New to Back to School? Six Fun Ways to Connect

by Christa Hines on August 9, 2017

Family calling cards designed by Kari Burkholder, Two Turtles Gift & Design Company

Many of us are gearing up for back to school, which means we’re going to have the chance to say hello again to families we haven’t seen all summer. But if your child is new to the school or headed to Moms Day Out, preschool or kindergarten, you both may be going in without knowing a soul. Here are some fun ways to begin connecting with other parents and feeling like part of your child’s school community:

Attend back to school socials. Many schools host welcome breakfasts and school orientations to new families. Best case scenario is the school assigns you a seasoned family who can introduce you to other parents and fill you in on little details about the school that you wouldn’t have otherwise known. If you find yourself more or less on your own, attend other family-centered events that the school puts on. While these can be a little intimidating at first, take your kids and go. Notice another mom standing by herself? Go up and introduce yourself. Ask about her kids and the grades they are entering.
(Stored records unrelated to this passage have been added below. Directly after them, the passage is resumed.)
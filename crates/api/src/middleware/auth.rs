//! JWT-based authentication extractor for Axum handlers.

use axum::extract::FromRequestParts;
use axum::http::request::Parts;
use doghouse_core::error::CoreError;
use doghouse_core::roles::{resolve_role, Role};
use doghouse_core::types::DbId;

use crate::auth::jwt::validate_token;
use crate::error::AppError;
use crate::state::AppState;

/// Authenticated caller extracted from a JWT Bearer token in the
/// `Authorization` header.
#[derive(Debug, Clone)]
pub struct AuthUser {
    /// The caller's id (from `claims.sub`).
    pub user_id: DbId,
    /// Group memberships (from `claims.groups`).
    pub groups: Vec<String>,
}

impl AuthUser {
    pub fn role(&self) -> Role {
        resolve_role(self.groups.as_slice())
    }
}

impl FromRequestParts<AppState> for AuthUser {
    type Rejection = AppError;

    async fn from_request_parts(
        parts: &mut Parts,
        state: &AppState,
    ) -> Result<Self, Self::Rejection> {
        let auth_header = parts
            .headers
            .get("authorization")
            .and_then(|v| v.to_str().ok())
            .ok_or_else(|| {
                AppError::Core(CoreError::Unauthenticated(
                    "Missing Authorization header".into(),
                ))
            })?;

        let token = auth_header.strip_prefix("Bearer ").ok_or_else(|| {
            AppError::Core(CoreError::Unauthenticated(
                "Invalid Authorization format. Expected: Bearer <token>".into(),
            ))
        })?;

        let claims = validate_token(token, &state.config.jwt).map_err(|_| {
            AppError::Core(CoreError::Unauthenticated(
                "Invalid or expired token".into(),
            ))
        })?;

        Ok(AuthUser {
            user_id: claims.sub,
            groups: claims.groups,
        })
    }
}
//! Union codec: a 2-byte variant tag plus a 48-bit payload word.
//!
//! Tag 0 means empty. In a table field the payload word is either the
//! payload object's header offset or, for in-place unions, its size (the
//! payload then sits directly after the owning table). In a list, every slot
//! is a fixed 8-byte cell addressing its payload by offset.
use {
    crate::{
        error::{empty_union, inplace_order, Result},
        list::{ListIn, ListItem, ListLayout, ListOut},
        reader::{load_header, Region},
        schema::{StructSchema, TableSchema},
        table::{ptr_to, TableIn, TableOut},
        wire::{u48_to_usize, BYTES_MAGIC, LIST_MAGIC, TEXT_MAGIC},
        writer::{BytesOut, TextOut, Writer},
    },
    core::str,
};

/// Where a union's payload lives, as recorded by its slot.
#[derive(Clone, Copy)]
pub(crate) enum UnionLoc {
    /// No payload word (offset 0 on the wire).
    None,
    /// Header offset of a heap object; magic still to be validated.
    Offset(u64),
    /// Positionally derived in-place payload: already past any header, no
    /// magic to check.
    Inplace { offset: usize, size: u64 },
}

/// Read-only view of one union slot.
///
/// The caller matches on [`variant`](Self::variant) and then invokes the
/// accessor for that variant's payload shape; generated code guards the
/// accessors with the tag.
#[derive(Clone, Copy)]
pub struct UnionIn<'a> {
    buf: &'a [u8],
    tag: u16,
    loc: UnionLoc,
}

impl<'a> UnionIn<'a> {
    pub(crate) fn new(buf: &'a [u8], tag: u16, loc: UnionLoc) -> Self {
        Self { buf, tag, loc }
    }

    /// The 2-byte variant tag; 0 is the empty union.
    #[inline]
    pub fn variant(&self) -> u16 {
        self.tag
    }

    #[inline]
    pub fn is_empty(&self) -> bool {
        self.tag == 0
    }

    /// Resolve the payload span of a magic-tagged heap object, skipping the
    /// magic check for positionally derived in-place payloads.
    fn object(&self, expected: u32) -> Result<(usize, usize)> {
        match self.loc {
            UnionLoc::None => Err(empty_union()),
            UnionLoc::Offset(at) => load_header(self.buf, u48_to_usize(at)?, expected),
            UnionLoc::Inplace { offset, size } => Ok((offset, u48_to_usize(size)?)),
        }
    }

    pub fn get_table<T: TableSchema>(&self) -> Result<TableIn<'a, T>> {
        match self.loc {
            UnionLoc::None => Err(empty_union()),
            UnionLoc::Offset(at) => TableIn::load(self.buf, u48_to_usize(at)?),
            UnionLoc::Inplace { offset, size } => {
                Ok(TableIn::over(Region::new(self.buf, offset, u48_to_usize(size)?)?))
            }
        }
    }

    pub fn get_text(&self) -> Result<&'a str> {
        let (payload, size) = self.object(TEXT_MAGIC)?;
        let region = Region::new(self.buf, payload, size)?;
        Ok(str::from_utf8(region.bytes())?)
    }

    pub fn get_bytes(&self) -> Result<&'a [u8]> {
        let (payload, size) = self.object(BYTES_MAGIC)?;
        Ok(Region::new(self.buf, payload, size)?.bytes())
    }

    pub fn get_list<K: ListItem<'a>>(&self) -> Result<ListIn<'a, K>> {
        let (payload, count) = self.object(LIST_MAGIC)?;
        ListIn::load(self.buf, payload, count)
    }

    /// A struct-valued variant, carried inline with no heap object.
    pub fn get_struct<S: StructSchema>(&self) -> Result<S> {
        let offset = match self.loc {
            UnionLoc::None => return Err(empty_union()),
            UnionLoc::Offset(at) => u48_to_usize(at)?,
            UnionLoc::Inplace { offset, .. } => offset,
        };
        let region = Region::new(self.buf, offset, S::WIDTH)?;
        Ok(S::read(region.bytes()))
    }
}

/// Handle to a union slot under construction.
///
/// Slots obtained from a table field know their owner's end and accept
/// in-place members; slots inside union lists address payloads by offset
/// only.
#[derive(Clone, Copy)]
pub struct UnionOut {
    slot: usize,
    container_end: Option<usize>,
    writer: u64,
}

impl UnionOut {
    pub(crate) fn new(slot: usize, container_end: Option<usize>, writer: u64) -> Self {
        Self {
            slot,
            container_end,
            writer,
        }
    }

    fn store(&self, w: &mut Writer, tag: u16, value: u64) {
        w.check(self.writer);
        w.arena.set_pod(self.slot, tag);
        w.arena.set_u48(self.slot + 2, value);
    }

    pub fn set_table<T: TableSchema>(&self, w: &mut Writer, tag: u16, value: TableOut<T>) {
        w.check(value.writer_id());
        self.store(w, tag, ptr_to(value.start()));
    }

    pub fn add_table<T: TableSchema>(&self, w: &mut Writer, tag: u16) -> TableOut<T> {
        let child = w.add_table::<T>();
        self.set_table(w, tag, child);
        child
    }

    pub fn set_text(&self, w: &mut Writer, tag: u16, value: TextOut) {
        w.check(value.writer);
        self.store(w, tag, ptr_to(value.offset));
    }

    pub fn add_text(&self, w: &mut Writer, tag: u16, text: &str) -> TextOut {
        let child = w.add_text(text);
        self.set_text(w, tag, child);
        child
    }

    pub fn set_bytes(&self, w: &mut Writer, tag: u16, value: BytesOut) {
        w.check(value.writer);
        self.store(w, tag, ptr_to(value.offset));
    }

    pub fn add_bytes(&self, w: &mut Writer, tag: u16, bytes: &[u8]) -> BytesOut {
        let child = w.add_bytes(bytes);
        self.set_bytes(w, tag, child);
        child
    }

    pub fn set_list<K: ListLayout>(&self, w: &mut Writer, tag: u16, value: ListOut<K>) {
        w.check(value.writer_id());
        self.store(w, tag, ptr_to(value.start()));
    }

    pub fn add_list<K: ListLayout>(&self, w: &mut Writer, tag: u16, len: usize) -> ListOut<K> {
        let child = w.add_list::<K>(len);
        self.set_list(w, tag, child);
        child
    }

    fn inplace_check(&self, w: &Writer) -> Result<()> {
        w.check(self.writer);
        let end = match self.container_end {
            Some(end) => end,
            None => panic!("in-place union members require a table-field slot"),
        };
        if w.arena.len() != end {
            return Err(inplace_order(end, w.arena.len()));
        }
        Ok(())
    }

    /// Construct a default-filled, headerless table directly after the
    /// union's owner; the slot records the tag and the table's size.
    pub fn add_table_inplace<T: TableSchema>(&self, w: &mut Writer, tag: u16) -> Result<TableOut<T>> {
        self.inplace_check(w)?;
        self.store(w, tag, T::DEFAULT.len() as u64);
        let start = w.arena.alloc(T::DEFAULT.len(), 0);
        w.arena.copy_from(start, T::DEFAULT);
        Ok(TableOut::new(start, self.writer))
    }

    pub fn add_text_inplace(&self, w: &mut Writer, tag: u16, text: &str) -> Result<()> {
        self.inplace_check(w)?;
        self.store(w, tag, text.len() as u64);
        let offset = w.arena.alloc(text.len() + 1, 0);
        w.arena.copy_from(offset, text.as_bytes());
        Ok(())
    }

    pub fn add_bytes_inplace(&self, w: &mut Writer, tag: u16, bytes: &[u8]) -> Result<()> {
        self.inplace_check(w)?;
        self.store(w, tag, bytes.len() as u64);
        let offset = w.arena.alloc(bytes.len(), 0);
        w.arena.copy_from(offset, bytes);
        Ok(())
    }

    pub fn add_list_inplace<K: ListLayout>(
        &self,
        w: &mut Writer,
        tag: u16,
        len: usize,
    ) -> Result<ListOut<K>> {
        self.inplace_check(w)?;
        self.store(w, tag, len as u64);
        let start = w.arena.alloc(K::byte_len(len), K::FILL);
        Ok(ListOut::new(start, len, self.writer))
    }

    /// Write a struct-valued variant inline after the union's owner.
    pub fn add_struct_inplace<S: StructSchema>(&self, w: &mut Writer, tag: u16, value: S) -> Result<()> {
        self.inplace_check(w)?;
        self.store(w, tag, S::WIDTH as u64);
        let offset = w.arena.alloc(S::WIDTH, 0);
        value.write(w.arena.slice_mut(offset, S::WIDTH));
        Ok(())
    }
}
Have a family calling card. A friend of mine shared this idea with me, which I wrote about in my article “15 Genius Tips for Back to School” in the August issue of Kansas City Parent magazine. Using a clever design that’s more memorable than a regular business card, she hands people she meets a card that tells them her name, her contact information and the names of her child(ren). Kari Burkholder, a talented designer and business owner here in Kansas City designs these adorable cards. Check out all of her beautiful products on her Facebook page Two Turtles Gift & Design Company

Use social media. Many schools have their own Facebook page where parents chat about school functions or post questions. If you’re a new family, write a post that introduces yourself and your child. Mention that you’d love for your child to meet a few classmates before school starts. Then, ask if anyone would be interested in getting a few kids together from your child’s grade for a playdate at a nearby park.

Attend Moms’ Night Outs. Parent volunteers at our school coordinate monthly moms’ night outs for moms to gather without kids. These are a lot of fun and usually the first gatherings of the year are the largest. If your school parents host  these types of functions, try and go. Other school PTOs/PTAs organize meet and greet coffee gatherings at the beginning of the school year as a way to connect. Ask around to find out what your school does. 

Volunteer. Schools are always looking for volunteers and this is a wonderful way to meet other parents. Doing something alongside other volunteers takes the pressure off, especially if you find social gatherings a little intimidating. As you get to know some of the other parents, begin attending other gatherings to grow your network. Just be sure to choose volunteer opportunities that interest you and that work well with your schedule so that you can feel positive about your service. 

Show your friendliness. You know that old saying, “Smile and the world smiles with you. Cry and you cry alone?” Emotions are contagious. When you’re in a bad mood, people tend to steer clear or they mirror you in a negative way. People instinctively respond to our facial expressions  and body language whether positive or negative. Go into social events with a warm smile and upbeat, welcoming attitude. Be curious about the people you meet. Ask them about their kids, their summer vacations and what they’re most excited about in the coming year. Even if you’re feeling a little nervous, I promise, just by showing up, laughing with and meeting other welcoming moms, you’ll enjoy a healthy shot of confidence and a boost of happiness. This isn’t just my opinion. Science backs it up. After a pleasant social interaction, the feel-good hormone oxytocin surges in our bodies. 

What are things you have done that have helped you connect when you’ve been the new mom to the group?